The British arms of Honda, Toyota, Matsushita and others have secured a considerable degree of autonomy.

So, Toyota is already going ahead with production of the Avensis – the replacement for the Carina E – at Burnaston, Derbyshire and continues with plans for the addition of the new Corolla in the second half of 1998. Honda, meanwhile, is to add a third model at Swindon, a Civic estate, in early 1998.

And, just as the Japanese crisis was at its peak last week, Matsushita was able to say that a £15m expansion of its Cardiff plant will take place to manufacture digital satellite receivers.

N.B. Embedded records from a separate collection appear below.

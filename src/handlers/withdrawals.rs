use actix_web::{HttpResponse, get, post, web};

use crate::error::AppError;
use crate::schema::NewWithdrawal;
use crate::state::AppState;

#[post("/api/withdrawals")]
pub async fn create_withdrawal(
    payload: web::Json<NewWithdrawal>,
    app_state: web::Data<AppState>,
) -> Result<HttpResponse, AppError> {
    let saved = app_state.db.save_withdrawal(&payload).await?;
    Ok(HttpResponse::Ok().json(saved))
}

#[get("/api/withdrawals/charity/{charityId}")]
pub async fn get_charity_withdrawals(
    path: web::Path<i64>,
    app_state: web::Data<AppState>,
) -> Result<HttpResponse, AppError> {
    let withdrawals = app_state
        .db
        .withdrawals_by_charity(path.into_inner())
        .await?;
    Ok(HttpResponse::Ok().json(withdrawals))
}
//! Platform statistics and the donor leaderboard, computed as pure folds over
//! the donation set. Amounts are accumulated with `rust_decimal` so that
//! "0.1" + "0.2" is exactly "0.3"; nothing here touches binary floating point
//! or caches results between calls.

use std::collections::{BTreeMap, BTreeSet};
use std::str::FromStr;

use rust_decimal::Decimal;
use serde::Serialize;

use crate::schema::Donation;

#[derive(Debug, Clone, Serialize)]
#[serde(rename_all = "camelCase")]
pub struct PlatformStatistics {
    pub total_donations: u64,
    #[serde(rename = "totalDonationsETH")]
    pub total_donations_eth: String,
    pub total_donors: u64,
    pub average_donation: String,
}

#[derive(Debug, Clone, Serialize)]
#[serde(rename_all = "camelCase")]
pub struct LeaderboardEntry {
    pub donor_address: String,
    pub total_amount: String,
    pub donation_count: u64,
}

/// Stored amounts are validated on insert; a row that fails to parse is
/// counted as zero rather than failing the whole aggregate.
fn amount_or_zero(raw: &str) -> Decimal {
    Decimal::from_str(raw).unwrap_or_else(|_| {
        log::warn!("Skipping malformed stored amount {raw:?}");
        Decimal::ZERO
    })
}

fn amount_of(donation: &Donation) -> Decimal {
    amount_or_zero(&donation.amount)
}

/// Totals saturate at `Decimal::MAX` instead of overflowing, so a read-only
/// aggregate can never fault on amounts the ledger accepted.
pub fn sum_amounts<'a>(amounts: impl Iterator<Item = &'a str>) -> Decimal {
    amounts
        .map(amount_or_zero)
        .fold(Decimal::ZERO, |acc, a| acc.saturating_add(a))
}

pub fn platform_statistics(donations: &[Donation]) -> PlatformStatistics {
    let count = donations.len() as u64;
    let sum = donations
        .iter()
        .fold(Decimal::ZERO, |acc, d| acc.saturating_add(amount_of(d)));
    let donors: BTreeSet<&str> = donations.iter().map(|d| d.donor_address.as_str()).collect();
    let average = if count == 0 {
        Decimal::ZERO
    } else {
        sum / Decimal::from(count)
    };
    PlatformStatistics {
        total_donations: count,
        total_donations_eth: sum.normalize().to_string(),
        total_donors: donors.len() as u64,
        average_donation: average.normalize().to_string(),
    }
}

/// Top `limit` non-anonymous donors by total donated amount. Ordering is
/// deterministic: descending total, then donor address ascending.
pub fn donor_leaderboard(donations: &[Donation], limit: usize) -> Vec<LeaderboardEntry> {
    let mut per_donor: BTreeMap<&str, (Decimal, u64)> = BTreeMap::new();
    for donation in donations {
        if donation.is_anonymous {
            continue;
        }
        let entry = per_donor
            .entry(donation.donor_address.as_str())
            .or_insert((Decimal::ZERO, 0));
        entry.0 = entry.0.saturating_add(amount_of(donation));
        entry.1 += 1;
    }

    let mut ranked: Vec<(&str, Decimal, u64)> = per_donor
        .into_iter()
        .map(|(donor, (total, count))| (donor, total, count))
        .collect();
    ranked.sort_by(|a, b| b.1.cmp(&a.1).then_with(|| a.0.cmp(b.0)));
    ranked.truncate(limit);

    ranked
        .into_iter()
        .map(|(donor, total, count)| LeaderboardEntry {
            donor_address: donor.to_owned(),
            total_amount: total.normalize().to_string(),
            donation_count: count,
        })
        .collect()
}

If anything, there is a strong suggestion that Japanese firms with established operations could step up their UK activities still further. With their home economy in turmoil, and local consumer confidence taking a further knock from the collapse of Yamaichi Securities, conglomerates are becoming more dependent on foreign markets.

But then there is the economic background to Japan’s current problems. The `bubble’ there burst in 1990 and what the world sees now is not a traditional slump.

`Japan’s problems are essentially about the financial sector, which seems to be on a different cycle to manufacturing or services. You are not looking at the same across-the-board event,’ says Kuska.

His worry, shared by others, is that Japan could be `unravelling’, slipping a little at a time in a way which is more difficult to predict and, critically, to manage.

`The core economic theories do not address that kind of situation. So, everybody finds themselves in “best guess” territory, and once you get there, it does introduce an inevitable degree of insecurity across all markets.’

That uncertainty was underlined when Hiroshi Mitsuzuka, Japan’s Minister of Finance, said he expected `no more failures’ in his country’s banking sector and committed the government to ensuring liquidity with public funds.

Almost immediately, the Internet’s extensive financial gossip shop was filled with doubtful comment, particularly since estimates of what that public commitment might reach have gone as far up as £70bn.

As one contributor put it: `You see this hole and throw a pebble in to see how far it will fall. Sometimes, you hear it hit after a second or so; sometimes, you don’t hear it hit at all.’